Data for analysis:
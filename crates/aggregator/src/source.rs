//! Source resolution: turns authored content-source entries into their
//! normal form — string-coerced pattern lists, trimmed start paths, local
//! URLs resolved against the playbook directory, and the version/edit-url
//! settings lifted into typed variants.

use git::WorktreeFilter;
use utils::{giturl, posix};

use crate::error::AggregateError;
use crate::playbook::{
    ContentSource, EditUrlSetting, Playbook, ScalarValue, StringOrList, VersionSetting,
    WorktreesSetting,
};

/// Branch patterns applied when neither the source nor the playbook supply
/// any.
pub const DEFAULT_BRANCHES: &[&str] = &["HEAD", "v{0..9}*"];

#[derive(Debug, Clone)]
pub enum StartPathsSpec {
    /// A single exact path; empty string means the repository root.
    Exact(String),
    /// Pattern list resolved against the directories at each ref.
    Patterns(Vec<String>),
}

#[derive(Debug, Clone, PartialEq)]
pub enum VersionSpec {
    Literal(String),
    /// `true`: derive from the ref shortname.
    Derive,
    /// refname pattern → replacement, first match wins.
    Map(Vec<(String, String)>),
}

#[derive(Debug, Clone, Default, PartialEq)]
pub enum EditUrlSpec {
    #[default]
    Default,
    Disabled,
    Template(String),
}

#[derive(Debug, Clone)]
pub struct ResolvedSource {
    /// Effective URL: an absolute filesystem path for local sources, the
    /// authored URL (credentials and all) for remotes.
    pub url: String,
    pub remote: Option<String>,
    pub branches: Vec<String>,
    pub tags: Vec<String>,
    pub start_paths: StartPathsSpec,
    pub worktrees: WorktreeFilter,
    pub version: Option<VersionSpec>,
    pub edit_url: EditUrlSpec,
    pub is_remote: bool,
}

pub fn resolve_sources(playbook: &Playbook) -> Result<Vec<ResolvedSource>, AggregateError> {
    playbook
        .content
        .sources
        .iter()
        .map(|source| resolve_source(playbook, source))
        .collect()
}

fn resolve_source(
    playbook: &Playbook,
    source: &ContentSource,
) -> Result<ResolvedSource, AggregateError> {
    if source.url.trim().is_empty() {
        return Err(AggregateError::Config(
            "content source is missing a url".to_string(),
        ));
    }

    let branches = source
        .branches
        .as_ref()
        .or(playbook.content.branches.as_ref())
        .map(to_string_list)
        .unwrap_or_else(|| DEFAULT_BRANCHES.iter().map(|s| s.to_string()).collect());
    let tags = source
        .tags
        .as_ref()
        .or(playbook.content.tags.as_ref())
        .map(to_string_list)
        .unwrap_or_default();

    let start_paths = match (&source.start_paths, &source.start_path) {
        (Some(patterns), _) => StartPathsSpec::Patterns(
            to_string_list(patterns)
                .into_iter()
                .map(|p| trim_start_path_pattern(&p))
                .collect(),
        ),
        (None, Some(path)) => {
            StartPathsSpec::Exact(posix::clean_start_path(&path.clone().into_string()))
        }
        (None, None) => StartPathsSpec::Exact(String::new()),
    };

    let worktrees = match &source.worktrees {
        None | Some(WorktreesSetting::Flag(false)) => WorktreeFilter::None,
        Some(WorktreesSetting::Flag(true)) => WorktreeFilter::All,
        Some(WorktreesSetting::Patterns(value)) => {
            let patterns = to_string_list(value);
            if patterns.is_empty() {
                WorktreeFilter::None
            } else if patterns.iter().any(|p| p == "*") {
                WorktreeFilter::All
            } else {
                WorktreeFilter::Patterns(patterns)
            }
        }
    };

    let version = match &source.version {
        None => None,
        Some(VersionSetting::Scalar(ScalarValue::Bool(true))) => Some(VersionSpec::Derive),
        Some(VersionSetting::Scalar(ScalarValue::Bool(false))) => {
            return Err(AggregateError::Config(format!(
                "invalid version: false (url: {})",
                sanitized(&source.url)
            )));
        }
        Some(VersionSetting::Scalar(scalar)) => {
            Some(VersionSpec::Literal(scalar.clone().into_string()))
        }
        Some(VersionSetting::Map(map)) => Some(VersionSpec::Map(
            map.iter().map(|(k, v)| (k.clone(), v.clone())).collect(),
        )),
    };

    let edit_url = match source.edit_url.as_ref().or(playbook.content.edit_url.as_ref()) {
        None | Some(EditUrlSetting::Toggle(true)) => EditUrlSpec::Default,
        Some(EditUrlSetting::Toggle(false)) => EditUrlSpec::Disabled,
        Some(EditUrlSetting::Template(template)) => EditUrlSpec::Template(template.clone()),
    };

    let is_remote = giturl::is_remote_url(&source.url);
    let url = if is_remote {
        source.url.clone()
    } else {
        giturl::resolve_local_path(&source.url, playbook.dir.as_deref())
            .to_string_lossy()
            .into_owned()
    };

    Ok(ResolvedSource {
        url,
        remote: source.remote.clone(),
        branches,
        tags,
        start_paths,
        worktrees,
        version,
        edit_url,
        is_remote,
    })
}

pub(crate) fn sanitized(url: &str) -> String {
    giturl::split_credentials(url).0
}

/// Start-path patterns keep their glob syntax but lose stray slashes.
fn trim_start_path_pattern(pattern: &str) -> String {
    let (negated, body) = match pattern.strip_prefix('!') {
        Some(rest) => (true, rest),
        None => (false, pattern),
    };
    let trimmed = body
        .split('/')
        .filter(|segment| !segment.is_empty())
        .collect::<Vec<_>>()
        .join("/");
    if negated {
        format!("!{trimmed}")
    } else {
        trimmed
    }
}

fn to_string_list(value: &StringOrList) -> Vec<String> {
    match value {
        StringOrList::One(scalar) => scalar_to_patterns(scalar),
        StringOrList::Many(values) => values.iter().flat_map(scalar_to_patterns).collect(),
    }
}

fn scalar_to_patterns(scalar: &ScalarValue) -> Vec<String> {
    match scalar {
        ScalarValue::Str(s) => split_patterns(s),
        other => vec![other.clone().into_string()],
    }
}

/// CSV splitting for pattern strings. Commas inside balanced braces belong
/// to the brace expression; when the string carries an unbalanced `{`, only
/// a comma immediately followed by whitespace separates entries.
pub(crate) fn split_patterns(value: &str) -> Vec<String> {
    let balanced = {
        let mut depth = 0i32;
        for c in value.chars() {
            match c {
                '{' => depth += 1,
                '}' => depth -= 1,
                _ => {}
            }
            if depth < 0 {
                break;
            }
        }
        depth == 0
    };

    let mut parts = Vec::new();
    let mut current = String::new();
    let mut depth = 0i32;
    let mut chars = value.chars().peekable();
    while let Some(c) = chars.next() {
        match c {
            '{' => {
                depth += 1;
                current.push(c);
            }
            '}' => {
                depth -= 1;
                current.push(c);
            }
            ',' if balanced && depth == 0 => parts.push(std::mem::take(&mut current)),
            ',' if !balanced && chars.peek().is_some_and(|n| n.is_whitespace()) => {
                parts.push(std::mem::take(&mut current));
            }
            _ => current.push(c),
        }
    }
    parts.push(current);
    parts
        .into_iter()
        .map(|p| p.trim().to_string())
        .filter(|p| !p.is_empty())
        .collect()
}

Problem to solve: All of the material must be given again exactly.

Output of the exercise:
filename crates/aggregator/src/source.rs
//! Source resolution: turns authored content-source entries into their
//! normal form — string-coerced pattern lists, trimmed start paths, local
//! URLs resolved against the playbook directory, and the version/edit-url
//! settings lifted into typed variants.

use git::WorktreeFilter;
use utils::{giturl, posix};

use crate::error::AggregateError;
use crate::playbook::{
    ContentSource, EditUrlSetting, Playbook, ScalarValue, StringOrList, VersionSetting,
    WorktreesSetting,
};

/// Branch patterns applied when neither the source nor the playbook supply
/// any.
pub const DEFAULT_BRANCHES: &[&str] = &["HEAD", "v{0..9}*"];

#[derive(Debug, Clone)]
pub enum StartPathsSpec {
    /// A single exact path; empty string means the repository root.
    Exact(String),
    /// Pattern list resolved against the directories at each ref.
    Patterns(Vec<String>),
}

#[derive(Debug, Clone, PartialEq)]
pub enum VersionSpec {
    Literal(String),
    /// `true`: derive from the ref shortname.
    Derive,
    /// refname pattern → replacement, first match wins.
    Map(Vec<(String, String)>),
}

#[derive(Debug, Clone, Default, PartialEq)]
pub enum EditUrlSpec {
    #[default]
    Default,
    Disabled,
    Template(String),
}

#[derive(Debug, Clone)]
pub struct ResolvedSource {
    /// Effective URL: an absolute filesystem path for local sources, the
    /// authored URL (credentials and all) for remotes.
    pub url: String,
    pub remote: Option<String>,
    pub branches: Vec<String>,
    pub tags: Vec<String>,
    pub start_paths: StartPathsSpec,
    pub worktrees: WorktreeFilter,
    pub version: Option<VersionSpec>,
    pub edit_url: EditUrlSpec,
    pub is_remote: bool,
}

pub fn resolve_sources(playbook: &Playbook) -> Result<Vec<ResolvedSource>, AggregateError> {
    playbook
        .content
        .sources
        .iter()
        .map(|source| resolve_source(playbook, source))
        .collect()
}

fn resolve_source(
    playbook: &Playbook,
    source: &ContentSource,
) -> Result<ResolvedSource, AggregateError> {
    if source.url.trim().is_empty() {
        return Err(AggregateError::Config(
            "content source is missing a url".to_string(),
        ));
    }

    let branches = source
        .branches
        .as_ref()
        .or(playbook.content.branches.as_ref())
        .map(to_string_list)
        .unwrap_or_else(|| DEFAULT_BRANCHES.iter().map(|s| s.to_string()).collect());
    let tags = source
        .tags
        .as_ref()
        .or(playbook.content.tags.as_ref())
        .map(to_string_list)
        .unwrap_or_default();

    let start_paths = match (&source.start_paths, &source.start_path) {
        (Some(patterns), _) => StartPathsSpec::Patterns(
            to_string_list(patterns)
                .into_iter()
                .map(|p| trim_start_path_pattern(&p))
                .collect(),
        ),
        (None, Some(path)) => {
            StartPathsSpec::Exact(posix::clean_start_path(&path.clone().into_string()))
        }
        (None, None) => StartPathsSpec::Exact(String::new()),
    };

    let worktrees = match &source.worktrees {
        None | Some(WorktreesSetting::Flag(false)) => WorktreeFilter::None,
        Some(WorktreesSetting::Flag(true)) => WorktreeFilter::All,
        Some(WorktreesSetting::Patterns(value)) => {
            let patterns = to_string_list(value);
            if patterns.is_empty() {
                WorktreeFilter::None
            } else if patterns.iter().any(|p| p == "*") {
                WorktreeFilter::All
            } else {
                WorktreeFilter::Patterns(patterns)
            }
        }
    };

    let version = match &source.version {
        None => None,
        Some(VersionSetting::Scalar(ScalarValue::Bool(true))) => Some(VersionSpec::Derive),
        Some(VersionSetting::Scalar(ScalarValue::Bool(false))) => {
            return Err(AggregateError::Config(format!(
                "invalid version: false (url: {})",
                sanitized(&source.url)
            )));
        }
        Some(VersionSetting::Scalar(scalar)) => {
            Some(VersionSpec::Literal(scalar.clone().into_string()))
        }
        Some(VersionSetting::Map(map)) => Some(VersionSpec::Map(
            map.iter().map(|(k, v)| (k.clone(), v.clone())).collect(),
        )),
    };

    let edit_url = match source.edit_url.as_ref().or(playbook.content.edit_url.as_ref()) {
        None | Some(EditUrlSetting::Toggle(true)) => EditUrlSpec::Default,
        Some(EditUrlSetting::Toggle(false)) => EditUrlSpec::Disabled,
        Some(EditUrlSetting::Template(template)) => EditUrlSpec::Template(template.clone()),
    };

    let is_remote = giturl::is_remote_url(&source.url);
    let url = if is_remote {
        source.url.clone()
    } else {
        giturl::resolve_local_path(&source.url, playbook.dir.as_deref())
            .to_string_lossy()
            .into_owned()
    };

    Ok(ResolvedSource {
        url,
        remote: source.remote.clone(),
        branches,
        tags,
        start_paths,
        worktrees,
        version,
        edit_url,
        is_remote,
    })
}

pub(crate) fn sanitized(url: &str) -> String {
    giturl::split_credentials(url).0
}

/// Start-path patterns keep their glob syntax but lose stray slashes.
fn trim_start_path_pattern(pattern: &str) -> String {
    let (negated, body) = match pattern.strip_prefix('!') {
        Some(rest) => (true, rest),
        None => (false, pattern),
    };
    let trimmed = body
        .split('/')
        .filter(|segment| !segment.is_empty())
        .collect::<Vec<_>>()
        .join("/");
    if negated {
        format!("!{trimmed}")
    } else {
        trimmed
    }
}

fn to_string_list(value: &StringOrList) -> Vec<String> {
    match value {
        StringOrList::One(scalar) => scalar_to_patterns(scalar),
        StringOrList::Many(values) => values.iter().flat_map(scalar_to_patterns).collect(),
    }
}

fn scalar_to_patterns(scalar: &ScalarValue) -> Vec<String> {
    match scalar {
        ScalarValue::Str(s) => split_patterns(s),
        other => vec![other.clone().into_string()],
    }
}

/// CSV splitting for pattern strings. Commas inside balanced braces belong
/// to the brace expression; when the string carries an unbalanced `{`, only
/// a comma immediately followed by whitespace separates entries.
pub(crate) fn split_patterns(value: &str) -> Vec<String> {
    let balanced = {
        let mut depth = 0i32;
        for c in value.chars() {
            match c {
                '{' => depth += 1,
                '}' => depth -= 1,
                _ => {}
            }
            if depth < 0 {
                break;
            }
        }
        depth == 0
    };

    let mut parts = Vec::new();
    let mut current = String::new();
    let mut depth = 0i32;
    let mut chars = value.chars().peekable();
    while let Some(c) = chars.next() {
        match c {
            '{' => {
                depth += 1;
                current.push(c);
            }
            '}' => {
                depth -= 1;
                current.push(c);
            }
            ',' if balanced && depth == 0 => parts.push(std::mem::take(&mut current)),
            ',' if !balanced && chars.peek().is_some_and(|n| n.is_whitespace()) => {
                parts.push(std::mem::take(&mut current));
            }
            _ => current.push(c),
        }
    }
    parts.push(current);
    parts
        .into_iter()
        .map(|p| p.trim().to_string())
        .filter(|p| !p.is_empty())
        .collect()
}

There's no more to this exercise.